*** Opening of EXERCISE MATERIAL ***
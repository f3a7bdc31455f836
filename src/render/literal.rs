//! Type-aware rendering of column defaults.

use crate::ddl::{ColumnDefault, ColumnType, DefaultLiteral};
use crate::render::{render_column_type, render_element_type};
use chrono::{DateTime, NaiveDateTime, Timelike};

const DEFAULT_TIMESTAMP_PRECISION: u32 = 6;

pub fn render_default(default: &ColumnDefault, column_type: &ColumnType) -> String {
    match default {
        ColumnDefault::Expression(sql) => sql.trim().to_string(),
        ColumnDefault::Literal(literal) => render_literal(literal, column_type),
    }
}

fn render_literal(literal: &DefaultLiteral, column_type: &ColumnType) -> String {
    if let DefaultLiteral::Array(items) = literal {
        let element = ColumnType {
            dimensions: 0,
            array_size: None,
            ..column_type.clone()
        };
        let body = render_array_body(items, &element);
        let cast = ColumnType {
            dimensions: column_type.dimensions.max(1),
            array_size: None,
            ..column_type.clone()
        };
        return format!("{}::{}", escape_literal(&body), render_column_type(&cast));
    }

    match literal {
        DefaultLiteral::Null => "NULL".to_string(),
        DefaultLiteral::Boolean(b) => b.to_string(),
        DefaultLiteral::Number(n) => n.trim().to_string(),
        DefaultLiteral::String(s) if column_type.is_user_defined() => {
            format!("{}::{}", escape_literal(s), render_element_type(column_type))
        }
        DefaultLiteral::String(s) if column_type.is_timestamp() => {
            escape_literal(&format_timestamp(s, column_type))
        }
        DefaultLiteral::String(s) => escape_literal(s),
        DefaultLiteral::Json(value) if column_type.is_json() => {
            format!("{}::{}", escape_literal(&value.to_string()), column_type.base_name())
        }
        DefaultLiteral::Json(value) => escape_literal(&value.to_string()),
        DefaultLiteral::Array(_) => unreachable!("arrays are rendered above"),
    }
}

/// Single-quoted SQL string; switches to the `e'...'` form when the text holds
/// backslashes or control characters.
pub fn escape_literal(s: &str) -> String {
    if !s.chars().any(|c| c == '\\' || c.is_control()) {
        return format!("'{}'", s.replace('\'', "''"));
    }

    let mut out = String::with_capacity(s.len() + 3);
    out.push_str("e'");
    for c in s.chars() {
        match c {
            '\\' => out.push_str("\\\\"),
            '\'' => out.push_str("\\'"),
            '\n' => out.push_str("\\n"),
            '\r' => out.push_str("\\r"),
            '\t' => out.push_str("\\t"),
            c if c.is_control() => out.push_str(&format!("\\x{:02x}", c as u32)),
            c => out.push(c),
        }
    }
    out.push('\'');
    out
}

/// Array literal body, `{1,2,3}` or `{"a b",NULL}`, without the outer quotes.
fn render_array_body(items: &[DefaultLiteral], element: &ColumnType) -> String {
    let parts: Vec<String> = items
        .iter()
        .map(|item| match item {
            DefaultLiteral::Null => "NULL".to_string(),
            DefaultLiteral::Boolean(b) => b.to_string(),
            DefaultLiteral::Number(n) => n.trim().to_string(),
            DefaultLiteral::String(s) if element.is_timestamp() => {
                quote_array_element(&format_timestamp(s, element))
            }
            DefaultLiteral::String(s) => quote_array_element(s),
            DefaultLiteral::Json(v) => quote_array_element(&v.to_string()),
            DefaultLiteral::Array(nested) => render_array_body(nested, element),
        })
        .collect();
    format!("{{{}}}", parts.join(","))
}

fn quote_array_element(s: &str) -> String {
    let needs_quotes = s.is_empty()
        || s.eq_ignore_ascii_case("null")
        || s
            .chars()
            .any(|c| matches!(c, ',' | '"' | '\\' | '{' | '}') || c.is_whitespace());
    if !needs_quotes {
        return s.to_string();
    }
    format!("\"{}\"", s.replace('\\', "\\\\").replace('"', "\\\""))
}

/// Re-renders a timestamp with exactly the column's fractional-second precision.
/// Unparseable input is returned unchanged.
pub fn format_timestamp(value: &str, column_type: &ColumnType) -> String {
    let precision = column_type
        .precision()
        .unwrap_or(DEFAULT_TIMESTAMP_PRECISION)
        .min(DEFAULT_TIMESTAMP_PRECISION) as usize;
    let value = value.trim();

    if column_type.base_name() == "timestamptz" {
        let parsed = DateTime::parse_from_rfc3339(value)
            .or_else(|_| DateTime::parse_from_str(value, "%Y-%m-%d %H:%M:%S%.f%#z"));
        if let Ok(dt) = parsed {
            return format!(
                "{}{}{}",
                dt.format("%Y-%m-%d %H:%M:%S"),
                fraction(dt.nanosecond(), precision),
                dt.format("%:z")
            );
        }
    }

    let parsed = NaiveDateTime::parse_from_str(value, "%Y-%m-%d %H:%M:%S%.f")
        .or_else(|_| NaiveDateTime::parse_from_str(value, "%Y-%m-%dT%H:%M:%S%.f"))
        .or_else(|_| DateTime::parse_from_rfc3339(value).map(|dt| dt.naive_utc()));
    match parsed {
        Ok(dt) => format!(
            "{}{}",
            dt.format("%Y-%m-%d %H:%M:%S"),
            fraction(dt.nanosecond(), precision)
        ),
        Err(_) => value.to_string(),
    }
}

fn fraction(nanos: u32, precision: usize) -> String {
    if precision == 0 {
        return String::new();
    }
    let digits = format!("{:09}", nanos.min(999_999_999));
    format!(".{}", &digits[..precision])
}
*** Close of EXERCISE MATERIAL ***
Tell how many lines above contain the word "trim". Give the number alone.

4